In a competition, Balzac's blasts of vanity
would beat the Archangel Michael's last trump for loudness.
Horace Vernet, he asserted, would never be a great painter. He was a
colourist; he knew how to design and compose, had technical skill,
and, now and again, found sentiment, but did not understand how to
combine these talents in his pictures. He was clever, but had no
genius. His _alter ego_ was Delaroche, to whom he gave his daughter in
marriage. Of the other painters, Boulanger, Delacroix, Ingres,
Decamps, Jules Dupre were his favourites--true artists, he deemed
them. At the _Salon_ he saw hardly anything to please him besides a
canvas by Meissonier and Cogniet's _Tintoretto painting his Dead
Daughter_. He would have liked to see Boulanger's _Death of
Messalina_, but the _Salon_ Committee had refused it.

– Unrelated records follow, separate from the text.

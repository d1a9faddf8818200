//! Reader for the legacy gzip-compressed MCEdit `.schematic` format: one
//! named compound tag `Schematic` holding the region extents, the packed
//! block id and data arrays, and the tile-entity list. The format is read
//! only; the writer was retired together with the legacy id scheme.

use byteorder::{BigEndian, ReadBytesExt};
use flate2::read::GzDecoder;
use log::{debug, trace};
use std::collections::HashMap;
use std::fs::File;
use std::io::Read;
use std::path::Path;

use crate::block_position::BlockPosition;
use crate::clipboard::Clipboard;
use crate::error::SchematicError;
use crate::legacy::LegacyIdResolver;
use crate::nbt::{NamedTag, Tag, TAG_COMPOUND_ID};

pub const FORMAT_NAME: &str = "MCEdit";
pub const FORMAT_ALIASES: [&str; 2] = ["mcedit", "mce"];

const ROOT_TAG_NAME: &str = "Schematic";
const SUPPORTED_MATERIALS: &str = "Alpha";

/// Decodes one schematic from a gzip-compressed stream. The whole tag tree
/// is read up front, so the stream is fully consumed even when validation
/// fails afterwards.
pub fn load<R: Read>(stream: R, resolver: &dyn LegacyIdResolver) -> Result<Clipboard, SchematicError> {
    let root = NamedTag::read_gzip(stream)?;
    decode(root, resolver)
}

pub fn load_file<P: AsRef<Path>>(
    path: P,
    resolver: &dyn LegacyIdResolver,
) -> Result<Clipboard, SchematicError> {
    load(File::open(path)?, resolver)
}

/// Saving was retired together with the legacy id scheme; the call always
/// fails and produces no output.
pub fn save(_clipboard: &Clipboard) -> Result<Vec<u8>, SchematicError> {
    Err(SchematicError::UnsupportedOperation(
        "this clipboard format no longer supports saving",
    ))
}

/// Cheap format probe: decompresses just far enough to read the first tag
/// type and name. Any failure along the way means "not this format".
pub fn is_format<R: Read>(stream: R) -> bool {
    fn probe<R: Read>(decoder: &mut GzDecoder<R>) -> std::io::Result<bool> {
        if decoder.read_u8()? != TAG_COMPOUND_ID {
            return Ok(false);
        }
        let name_length = decoder.read_u16::<BigEndian>()?;
        let mut name = vec![0u8; name_length as usize];
        decoder.read_exact(&mut name)?;
        Ok(name == ROOT_TAG_NAME.as_bytes())
    }

    let mut decoder = GzDecoder::new(stream);
    probe(&mut decoder).unwrap_or(false)
}

pub fn is_format_file<P: AsRef<Path>>(path: P) -> bool {
    File::open(path).map(is_format).unwrap_or(false)
}

fn decode(root: NamedTag, resolver: &dyn LegacyIdResolver) -> Result<Clipboard, SchematicError> {
    if root.name != ROOT_TAG_NAME {
        return Err(SchematicError::WrongRootTag(root.name));
    }
    let schematic = root.tag.as_compound().ok_or(SchematicError::WrongTagType {
        key: "Schematic",
        expected: "Compound",
    })?;

    if !schematic.contains_key("Blocks") {
        return Err(SchematicError::MissingTag("Blocks"));
    }

    let width = short_tag(schematic, "Width")?;
    let length = short_tag(schematic, "Length")?;
    let height = short_tag(schematic, "Height")?;
    if width < 0 || length < 0 || height < 0 {
        return Err(SchematicError::InvalidDimensions {
            width,
            height,
            length,
        });
    }

    // Origin and offset are optional as whole vectors; a missing or
    // mistyped component discards the group.
    let origin = vector_or_zero(schematic, "WEOriginX", "WEOriginY", "WEOriginZ");
    let offset = vector_or_zero(schematic, "WEOffsetX", "WEOffsetY", "WEOffsetZ");

    let materials = string_tag(schematic, "Materials")?;
    if materials != SUPPORTED_MATERIALS {
        return Err(SchematicError::UnsupportedMaterials(materials.to_string()));
    }

    let block_id = byte_array_tag(schematic, "Blocks")?;
    let block_data = byte_array_tag(schematic, "Data")?;

    let volume = width as usize * height as usize * length as usize;
    if block_id.len() != volume {
        return Err(SchematicError::LengthMismatch {
            key: "Blocks",
            expected: volume,
            actual: block_id.len(),
        });
    }
    if block_data.len() != block_id.len() {
        return Err(SchematicError::LengthMismatch {
            key: "Data",
            expected: block_id.len(),
            actual: block_data.len(),
        });
    }

    // Up to 4096 ids are supported the same way vanilla chunks do it: the
    // highest 4 bits live in a separate nibble-packed array.
    let add_id: &[i8] = match schematic.get("AddBlocks") {
        Some(tag) => tag.as_byte_array().ok_or(SchematicError::WrongTagType {
            key: "AddBlocks",
            expected: "ByteArray",
        })?,
        None => &[],
    };
    trace!("AddBlocks present: {}", !add_id.is_empty());

    let mut blocks = vec![0u16; block_id.len()];
    for index in 0..block_id.len() {
        let base = block_id[index] as u8 as u16;
        blocks[index] = if index >> 1 >= add_id.len() {
            // No corresponding AddBlocks nibble.
            base
        } else if index & 1 == 0 {
            (((add_id[index >> 1] as u8 & 0x0F) as u16) << 8) | base
        } else {
            (((add_id[index >> 1] as u8 & 0xF0) as u16) << 4) | base
        };
    }

    let tile_entities = collect_tile_entities(schematic, width, height, length)?;

    debug!(
        "decoding {}x{}x{} schematic, {} tile entities",
        width,
        height,
        length,
        tile_entities.len()
    );

    let mut states = Vec::with_capacity(volume);
    for index in 0..volume {
        states.push(resolver.resolve(blocks[index], block_data[index] as u8));
    }

    Ok(Clipboard::new(
        width as u16,
        height as u16,
        length as u16,
        origin,
        offset,
        states,
        tile_entities,
    ))
}

fn collect_tile_entities(
    schematic: &HashMap<String, Tag>,
    width: i16,
    height: i16,
    length: i16,
) -> Result<HashMap<(i32, i32, i32), HashMap<String, Tag>>, SchematicError> {
    let list = match schematic.get("TileEntities") {
        None => return Ok(HashMap::new()),
        Some(tag) => tag.as_list().ok_or(SchematicError::WrongTagType {
            key: "TileEntities",
            expected: "List",
        })?,
    };

    let mut tile_entities = HashMap::new();
    for entry in list {
        let values = match entry.as_compound() {
            Some(values) => values,
            None => continue,
        };

        // Missing or mistyped coordinates historically default to zero
        // rather than rejecting the entry.
        let x = values.get("x").and_then(Tag::as_i32).unwrap_or(0);
        let y = values.get("y").and_then(Tag::as_i32).unwrap_or(0);
        let z = values.get("z").and_then(Tag::as_i32).unwrap_or(0);

        if x < 0 || y < 0 || z < 0 || x >= width as i32 || y >= height as i32 || z >= length as i32 {
            return Err(SchematicError::TileEntityOutOfBounds { x, y, z });
        }

        // The full payload is retained, coordinate tags included.
        tile_entities.insert((x, y, z), values.clone());
    }
    Ok(tile_entities)
}

fn vector_or_zero(
    items: &HashMap<String, Tag>,
    x_key: &str,
    y_key: &str,
    z_key: &str,
) -> BlockPosition {
    match (
        items.get(x_key).and_then(Tag::as_i32),
        items.get(y_key).and_then(Tag::as_i32),
        items.get(z_key).and_then(Tag::as_i32),
    ) {
        (Some(x), Some(y), Some(z)) => BlockPosition::new(x, y, z),
        _ => BlockPosition::ZERO,
    }
}

fn short_tag(items: &HashMap<String, Tag>, key: &'static str) -> Result<i16, SchematicError> {
    match items.get(key) {
        None => Err(SchematicError::MissingTag(key)),
        Some(Tag::Short(value)) => Ok(*value),
        Some(_) => Err(SchematicError::WrongTagType {
            key,
            expected: "Short",
        }),
    }
}

fn string_tag<'a>(
    items: &'a HashMap<String, Tag>,
    key: &'static str,
) -> Result<&'a str, SchematicError> {
    match items.get(key) {
        None => Err(SchematicError::MissingTag(key)),
        Some(Tag::String(value)) => Ok(value),
        Some(_) => Err(SchematicError::WrongTagType {
            key,
            expected: "String",
        }),
    }
}

fn byte_array_tag<'a>(
    items: &'a HashMap<String, Tag>,
    key: &'static str,
) -> Result<&'a [i8], SchematicError> {
    match items.get(key) {
        None => Err(SchematicError::MissingTag(key)),
        Some(Tag::ByteArray(value)) => Ok(value),
        Some(_) => Err(SchematicError::WrongTagType {
            key,
            expected: "ByteArray",
        }),
    }
}
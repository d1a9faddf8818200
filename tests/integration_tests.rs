use std::collections::HashMap;
use std::io::Cursor;

use mcedit_schematic_utils::{
    mcedit, placement_order, Clipboard, NamedTag, NumericResolver, PlaceOrder, Tag,
};

fn schematic_stream(extra: Vec<(&str, Tag)>, width: i16, height: i16, length: i16, blocks: Vec<u8>, data: Vec<u8>) -> Vec<u8> {
    let mut compound = HashMap::from([
        ("Width".to_string(), Tag::Short(width)),
        ("Height".to_string(), Tag::Short(height)),
        ("Length".to_string(), Tag::Short(length)),
        ("Materials".to_string(), Tag::String("Alpha".to_string())),
        (
            "Blocks".to_string(),
            Tag::ByteArray(blocks.into_iter().map(|b| b as i8).collect()),
        ),
        (
            "Data".to_string(),
            Tag::ByteArray(data.into_iter().map(|b| b as i8).collect()),
        ),
    ]);
    for (key, tag) in extra {
        compound.insert(key.to_string(), tag);
    }

    let mut buffer = Vec::new();
    NamedTag::new("Schematic", Tag::Compound(compound))
        .write_gzip(&mut buffer)
        .expect("Failed to encode schematic");
    buffer
}

fn decode(stream: &[u8]) -> Clipboard {
    mcedit::load(Cursor::new(stream), &NumericResolver).expect("Failed to decode schematic")
}

#[test]
fn test_checkerboard_decode_covers_every_voxel() {
    let (width, height, length) = (8i16, 8i16, 8i16);
    let volume = (width * height * length) as usize;

    let mut blocks = vec![0u8; volume];
    for x in 0..width as usize {
        for y in 0..height as usize {
            for z in 0..length as usize {
                let index = y * width as usize * length as usize + z * width as usize + x;
                blocks[index] = if (x + y + z) % 2 == 0 { 1 } else { 3 };
            }
        }
    }

    let stream = schematic_stream(vec![], width, height, length, blocks, vec![0; volume]);
    let clipboard = decode(&stream);

    assert_eq!(clipboard.dimensions(), (8, 8, 8));
    assert_eq!(clipboard.volume(), volume);

    let mut stone = 0;
    let mut dirt = 0;
    for x in 0..8 {
        for y in 0..8 {
            for z in 0..8 {
                let block = clipboard.block_at(x, y, z).expect("voxel must exist");
                let expected = if (x + y + z) % 2 == 0 { "legacy:1" } else { "legacy:3" };
                assert_eq!(block.name, expected, "mismatch at ({}, {}, {})", x, y, z);
                if block.name == "legacy:1" {
                    stone += 1;
                } else {
                    dirt += 1;
                }
            }
        }
    }
    assert_eq!(stone + dirt, volume);
    assert_eq!(stone, 256);
}

#[test]
fn test_id_unpacking_round_trips_over_full_domain() {
    // One voxel per possible 12-bit id, high nibbles packed the way the
    // format stores them: low nibble of each AddBlocks byte belongs to the
    // even voxel of the pair, the high nibble to the odd one.
    let volume = 4096usize;
    let blocks: Vec<u8> = (0..volume).map(|i| (i & 0xFF) as u8).collect();
    let data: Vec<u8> = (0..volume).map(|i| (i % 16) as u8).collect();

    let mut add_blocks = vec![0u8; volume / 2];
    for i in 0..volume {
        let high = (i >> 8) as u8;
        if i % 2 == 0 {
            add_blocks[i / 2] |= high & 0x0F;
        } else {
            add_blocks[i / 2] |= (high & 0x0F) << 4;
        }
    }

    let stream = schematic_stream(
        vec![(
            "AddBlocks",
            Tag::ByteArray(add_blocks.into_iter().map(|b| b as i8).collect()),
        )],
        4096,
        1,
        1,
        blocks,
        data,
    );
    let clipboard = decode(&stream);

    assert_eq!(clipboard.volume(), volume);
    for i in 0..volume {
        let block = clipboard.block_at(i as i32, 0, 0).expect("voxel must exist");
        assert_eq!(block.name, format!("legacy:{}", i), "id {} did not round-trip", i);
        if i % 16 != 0 {
            assert_eq!(
                block.properties.get("data"),
                Some(&(i % 16).to_string()),
                "data value lost for id {}",
                i
            );
        }
    }
}

#[test]
fn test_decoding_twice_yields_identical_clipboards() {
    let chest = HashMap::from([
        ("id".to_string(), Tag::String("Chest".to_string())),
        ("x".to_string(), Tag::Int(1)),
        ("y".to_string(), Tag::Int(0)),
        ("z".to_string(), Tag::Int(1)),
        (
            "Items".to_string(),
            Tag::List(vec![Tag::Compound(HashMap::from([(
                "Slot".to_string(),
                Tag::Byte(0),
            )]))]),
        ),
    ]);
    let stream = schematic_stream(
        vec![
            ("TileEntities", Tag::List(vec![Tag::Compound(chest)])),
            ("WEOriginX", Tag::Int(100)),
            ("WEOriginY", Tag::Int(64)),
            ("WEOriginZ", Tag::Int(-20)),
        ],
        2,
        1,
        2,
        vec![54, 0, 0, 54],
        vec![2, 0, 0, 3],
    );

    let first = decode(&stream);
    let second = decode(&stream);
    assert_eq!(first, second);
}

#[test]
fn test_single_voxel_clipboard() {
    let stream = schematic_stream(vec![], 1, 1, 1, vec![7], vec![0]);
    let clipboard = decode(&stream);
    assert_eq!(clipboard.volume(), 1);
    assert_eq!(clipboard.block_at(0, 0, 0).unwrap().name, "legacy:7");
}

#[test]
fn test_tile_entity_payload_survives_end_to_end() {
    let sign = HashMap::from([
        ("id".to_string(), Tag::String("Sign".to_string())),
        ("x".to_string(), Tag::Int(0)),
        ("y".to_string(), Tag::Int(1)),
        ("z".to_string(), Tag::Int(0)),
        ("Text1".to_string(), Tag::String("hello".to_string())),
    ]);
    let stream = schematic_stream(
        vec![("TileEntities", Tag::List(vec![Tag::Compound(sign.clone())]))],
        1,
        2,
        1,
        vec![1, 63],
        vec![0, 0],
    );
    let clipboard = decode(&stream);

    let payload = clipboard
        .tile_entity_at(0, 1, 0)
        .expect("tile entity must be attached to its voxel");
    assert_eq!(payload, &sign);
    assert_eq!(clipboard.tile_entities().len(), 1);
}

#[test]
fn test_three_pass_batching_of_decoded_clipboard() {
    // stone (normal), torch (late), wooden door (final): the order a
    // placement engine would write them in.
    let stream = schematic_stream(vec![], 3, 1, 1, vec![1, 50, 64], vec![0, 0, 0]);
    let clipboard = decode(&stream);

    let mut passes: HashMap<PlaceOrder, Vec<String>> = HashMap::new();
    for (_, block) in clipboard.iter_blocks() {
        let id: u16 = block.name.trim_start_matches("legacy:").parse().unwrap();
        passes.entry(placement_order(id)).or_default().push(block.name.clone());
    }

    assert_eq!(passes[&PlaceOrder::Normal], vec!["legacy:1"]);
    assert_eq!(passes[&PlaceOrder::Late], vec!["legacy:50"]);
    assert_eq!(passes[&PlaceOrder::Final], vec!["legacy:64"]);
}

#[test]
fn test_format_sniffing() {
    let stream = schematic_stream(vec![], 1, 1, 1, vec![0], vec![0]);
    assert!(mcedit::is_format(Cursor::new(&stream)));

    let mut other = Vec::new();
    NamedTag::new("Level", Tag::Compound(HashMap::new()))
        .write_gzip(&mut other)
        .unwrap();
    assert!(!mcedit::is_format(Cursor::new(&other)));
    assert!(!mcedit::is_format(Cursor::new(b"garbage".to_vec())));
}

In music his preferences were as eclectic as in pictures. Liszt, whom
he thought ridiculous as a man, he considered superb as a musician
--the Paganini of the piano, yet inferior to Chopin, since he had not
the genius of composition. And, in singing, Rubini was his idol
--Rubini who triumphed in the role of Othello, giving the suspicion
_air_ in a manner no one could equal.